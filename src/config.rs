// 该文件是 Zhijian （智检） 项目的一部分。
// src/config.rs - 工位配置与检测任务描述
//
// 本文件根据 Apache 许可证第 2.0 版（以下简称“许可证”）授权使用；
// 除非遵守该许可证条款，否则您不得使用本文件。
// 您可通过以下网址获取许可证副本：
// http://www.apache.org/licenses/LICENSE-2.0
// 除非适用法律要求或书面同意，根据本许可协议分发的软件均按“原样”提供，
// 不附带任何形式的明示或暗示的保证或条件。
// 有关许可权限与限制的具体条款，请参阅本许可协议。
//
// Copyright (C) 2026 Johann Li <me@qinka.pro>, Wareless Group

//! 两类配置：
//!
//! * 工位配置（TOML）：日志、相机、IO 板、结果目录，启动时加载一次；
//! * 检测任务描述（JSON）：任务名、模型与检测目标，每次开始检测会话时加载并校验。

use std::path::{Path, PathBuf};
use std::sync::Arc;
use std::time::Duration;

use serde::{Deserialize, Serialize};
use thiserror::Error;
use tracing::{info, warn};
use url::Url;

use crate::model::BBox;

#[derive(Error, Debug)]
pub enum ConfigError {
  #[error("读取配置文件 {path} 失败: {source}")]
  Io {
    path: PathBuf,
    #[source]
    source: std::io::Error,
  },
  #[error("解析工位配置失败: {0}")]
  Toml(#[from] toml::de::Error),
  #[error("生成默认工位配置失败: {0}")]
  TomlWrite(#[from] toml::ser::Error),
  #[error("解析任务描述失败: {0}")]
  Json(#[from] serde_json::Error),
  #[error("任务描述为空")]
  EmptyTask,
  #[error("配置无效: {0}")]
  Invalid(String),
}

impl ConfigError {
  pub(crate) fn io(path: &Path, source: std::io::Error) -> Self {
    ConfigError::Io {
      path: path.to_path_buf(),
      source,
    }
  }

  fn invalid(msg: impl Into<String>) -> Self {
    ConfigError::Invalid(msg.into())
  }
}

/// 工位配置
#[derive(Debug, Clone, Default, Serialize, Deserialize)]
#[serde(default)]
pub struct StationConfig {
  pub logging: LoggingSettings,
  pub camera: CameraSettings,
  pub plc: PlcSettings,
  pub inference: InferenceSettings,
}

#[derive(Debug, Clone, Serialize, Deserialize)]
#[serde(default)]
pub struct LoggingSettings {
  /// `tracing_subscriber::EnvFilter` 指令，例如 `info` 或 `zhijian=debug`
  pub level: String,
  /// 日志文件目录，按天滚动写入 `app.YYYY-MM-DD.log`
  pub dir: PathBuf,
  /// 保留的日志文件个数
  pub keep_files: usize,
}

impl Default for LoggingSettings {
  fn default() -> Self {
    Self {
      level: "info".to_string(),
      dir: PathBuf::from("log"),
      keep_files: 30,
    }
  }
}

#[derive(Debug, Clone, Default, Serialize, Deserialize)]
#[serde(default)]
pub struct CameraSettings {
  /// 采集来源，`http(s)://` 为网络相机快照接口，`image://` 为本地图片或目录
  pub url: String,
  pub username: String,
  pub password: String,
  /// 原始照片归档目录
  pub photo_dir: PathBuf,
  /// 是否归档原始照片
  pub save_raw: bool,
}

impl CameraSettings {
  pub fn source_url(&self) -> Result<Url, ConfigError> {
    Url::parse(&self.url)
      .map_err(|e| ConfigError::invalid(format!("相机地址 '{}' 无效: {}", self.url, e)))
  }
}

#[derive(Debug, Clone, Serialize, Deserialize)]
#[serde(default)]
pub struct PlcSettings {
  pub ip: String,
  pub port: u16,
  pub unit_id: u8,
  /// 触发信号所在的输入位（0-7）
  pub trigger_bit: u16,
  pub result_ok_bit: u16,
  pub result_ng_bit: u16,
  /// 心跳输出位，未配置时不发心跳
  pub heartbeat_bit: Option<u16>,
  /// 轮询间隔，单位秒
  pub interval: f64,
}

impl Default for PlcSettings {
  fn default() -> Self {
    Self {
      ip: String::new(),
      port: 10000,
      unit_id: 1,
      trigger_bit: 0,
      result_ok_bit: 0,
      result_ng_bit: 1,
      heartbeat_bit: None,
      interval: 1.0,
    }
  }
}

impl PlcSettings {
  /// 轮询间隔，超出 `Duration` 表示范围时退回默认的 1 秒
  pub fn poll_interval(&self) -> Duration {
    Duration::try_from_secs_f64(self.interval).unwrap_or(Duration::from_secs(1))
  }

  pub fn bit_map(&self) -> BitMap {
    BitMap {
      trigger: self.trigger_bit,
      result_ok: self.result_ok_bit,
      result_ng: self.result_ng_bit,
      heartbeat: self.heartbeat_bit,
    }
  }
}

/// IO 板各信号的位地址
#[derive(Debug, Clone, Copy, PartialEq, Eq)]
pub struct BitMap {
  pub trigger: u16,
  pub result_ok: u16,
  pub result_ng: u16,
  pub heartbeat: Option<u16>,
}

#[derive(Debug, Clone, Serialize, Deserialize)]
#[serde(default)]
pub struct InferenceSettings {
  /// 检测结果根目录
  pub result_dir: PathBuf,
  /// 任务描述文件
  pub task: PathBuf,
}

impl Default for InferenceSettings {
  fn default() -> Self {
    Self {
      result_dir: PathBuf::from("results"),
      task: PathBuf::from("config/setting.json"),
    }
  }
}

impl StationConfig {
  pub fn from_toml_str(text: &str) -> Result<Self, ConfigError> {
    let config: StationConfig = toml::from_str(text)?;
    config.validate()?;
    Ok(config)
  }

  pub fn load(path: &Path) -> Result<Self, ConfigError> {
    let text = std::fs::read_to_string(path).map_err(|e| ConfigError::io(path, e))?;
    let config = Self::from_toml_str(&text)?;
    info!("成功加载工位配置: {}", path.display());
    Ok(config)
  }

  /// 加载工位配置，文件不存在时写出一份默认配置
  pub fn load_or_init(path: &Path) -> Result<Self, ConfigError> {
    if path.exists() {
      return Self::load(path);
    }

    warn!("工位配置 {} 不存在，生成默认配置", path.display());
    if let Some(parent) = path.parent()
      && !parent.as_os_str().is_empty()
    {
      std::fs::create_dir_all(parent).map_err(|e| ConfigError::io(parent, e))?;
    }
    let config = StationConfig::default();
    let text = toml::to_string_pretty(&config)?;
    std::fs::write(path, text).map_err(|e| ConfigError::io(path, e))?;
    Ok(config)
  }

  pub fn validate(&self) -> Result<(), ConfigError> {
    let plc = &self.plc;
    if plc.trigger_bit >= 8 {
      return Err(ConfigError::invalid(format!(
        "触发位 {} 超出输入范围 0-7",
        plc.trigger_bit
      )));
    }
    if plc.result_ok_bit == plc.result_ng_bit {
      return Err(ConfigError::invalid("OK 位与 NG 位不能相同"));
    }
    if !(plc.interval.is_finite() && plc.interval > 0.0) {
      return Err(ConfigError::invalid(format!(
        "轮询间隔 {} 必须为正数",
        plc.interval
      )));
    }
    Duration::try_from_secs_f64(plc.interval).map_err(|e| {
      ConfigError::invalid(format!("轮询间隔 {} 无效: {}", plc.interval, e))
    })?;
    if self.logging.keep_files == 0 {
      return Err(ConfigError::invalid("日志保留个数至少为 1"));
    }
    Ok(())
  }
}

/// 一个检测目标：标签、预设区域、合格阈值与显示颜色
#[derive(Debug, Clone, PartialEq)]
pub struct TargetSpec {
  pub label: String,
  pub region: BBox,
  pub pass_threshold: f32,
  /// 预留给二次检测的阈值
  pub refine_threshold: Option<f32>,
  pub color: [u8; 3],
}

impl TargetSpec {
  pub fn new(label: impl Into<String>, region: BBox, pass_threshold: f32, color: [u8; 3]) -> Self {
    Self {
      label: label.into(),
      region,
      pass_threshold,
      refine_threshold: None,
      color,
    }
  }
}

#[derive(Debug, Clone, PartialEq)]
pub struct ModelSpec {
  pub path: Url,
  /// 模型输出的最低置信度
  pub conf: f32,
}

/// 校验后的检测任务描述，会话开始后不再改变
#[derive(Debug, Clone)]
pub struct TaskDescriptor {
  pub task_name: String,
  /// 第一个为主模型，其余为预留的二次模型
  pub models: Vec<ModelSpec>,
  pub targets: Arc<[TargetSpec]>,
}

#[derive(Deserialize)]
#[serde(untagged)]
enum TaskFile {
  One(RawTask),
  Many(Vec<RawTask>),
}

#[derive(Deserialize)]
struct RawTask {
  task_name: String,
  #[serde(default)]
  model: Vec<RawModel>,
  #[serde(default)]
  targets: Vec<RawTarget>,
}

#[derive(Deserialize)]
struct RawModel {
  path: String,
  #[serde(default = "default_model_conf")]
  conf: f32,
}

fn default_model_conf() -> f32 {
  0.2
}

#[derive(Deserialize)]
struct RawTarget {
  label: String,
  conf1: f32,
  #[serde(default)]
  conf2: Option<f32>,
  color: [u8; 3],
  predefined_region: BBox,
}

fn check_unit_interval(name: &str, value: f32) -> Result<(), ConfigError> {
  if (0.0..=1.0).contains(&value) {
    Ok(())
  } else {
    Err(ConfigError::invalid(format!(
      "{} 的值 {} 超出范围 [0, 1]",
      name, value
    )))
  }
}

impl TryFrom<RawTask> for TaskDescriptor {
  type Error = ConfigError;

  fn try_from(raw: RawTask) -> Result<Self, Self::Error> {
    if raw.task_name.trim().is_empty() {
      return Err(ConfigError::invalid("task_name 不能为空"));
    }
    if raw.model.is_empty() {
      return Err(ConfigError::invalid("至少需要配置一个模型"));
    }

    let models = raw
      .model
      .into_iter()
      .map(|m| {
        check_unit_interval("model.conf", m.conf)?;
        let path = Url::parse(&m.path)
          .map_err(|e| ConfigError::invalid(format!("模型路径 '{}' 无效: {}", m.path, e)))?;
        Ok(ModelSpec { path, conf: m.conf })
      })
      .collect::<Result<Vec<_>, ConfigError>>()?;

    let targets = raw
      .targets
      .into_iter()
      .map(|t| {
        check_unit_interval(&format!("{}.conf1", t.label), t.conf1)?;
        if let Some(conf2) = t.conf2 {
          check_unit_interval(&format!("{}.conf2", t.label), conf2)?;
        }
        let [x1, y1, x2, y2] = t.predefined_region;
        if !(x1 <= x2 && y1 <= y2) {
          return Err(ConfigError::invalid(format!(
            "目标 {} 的预设区域 {:?} 无效",
            t.label, t.predefined_region
          )));
        }
        Ok(TargetSpec {
          label: t.label,
          region: t.predefined_region,
          pass_threshold: t.conf1,
          refine_threshold: t.conf2,
          color: t.color,
        })
      })
      .collect::<Result<Vec<_>, ConfigError>>()?;

    Ok(TaskDescriptor {
      task_name: raw.task_name,
      models,
      targets: targets.into(),
    })
  }
}

impl TaskDescriptor {
  pub fn from_json_str(text: &str) -> Result<Self, ConfigError> {
    let raw = match serde_json::from_str::<TaskFile>(text)? {
      TaskFile::One(task) => task,
      TaskFile::Many(tasks) => tasks.into_iter().next().ok_or(ConfigError::EmptyTask)?,
    };
    TaskDescriptor::try_from(raw)
  }

  pub fn load(path: &Path) -> Result<Self, ConfigError> {
    let text = std::fs::read_to_string(path).map_err(|e| ConfigError::io(path, e))?;
    let task = Self::from_json_str(&text)?;
    info!(
      "成功加载任务描述 {}: {} 个模型, {} 个检测目标",
      task.task_name,
      task.models.len(),
      task.targets.len()
    );
    Ok(task)
  }

  pub fn primary_model(&self) -> &ModelSpec {
    // 校验保证至少有一个模型
    &self.models[0]
  }
}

TO DO - A count is wanted, and nothing else: the lines of this listing that include the word "TargetSpec".

OUTPUT FOR THIS TASK - 4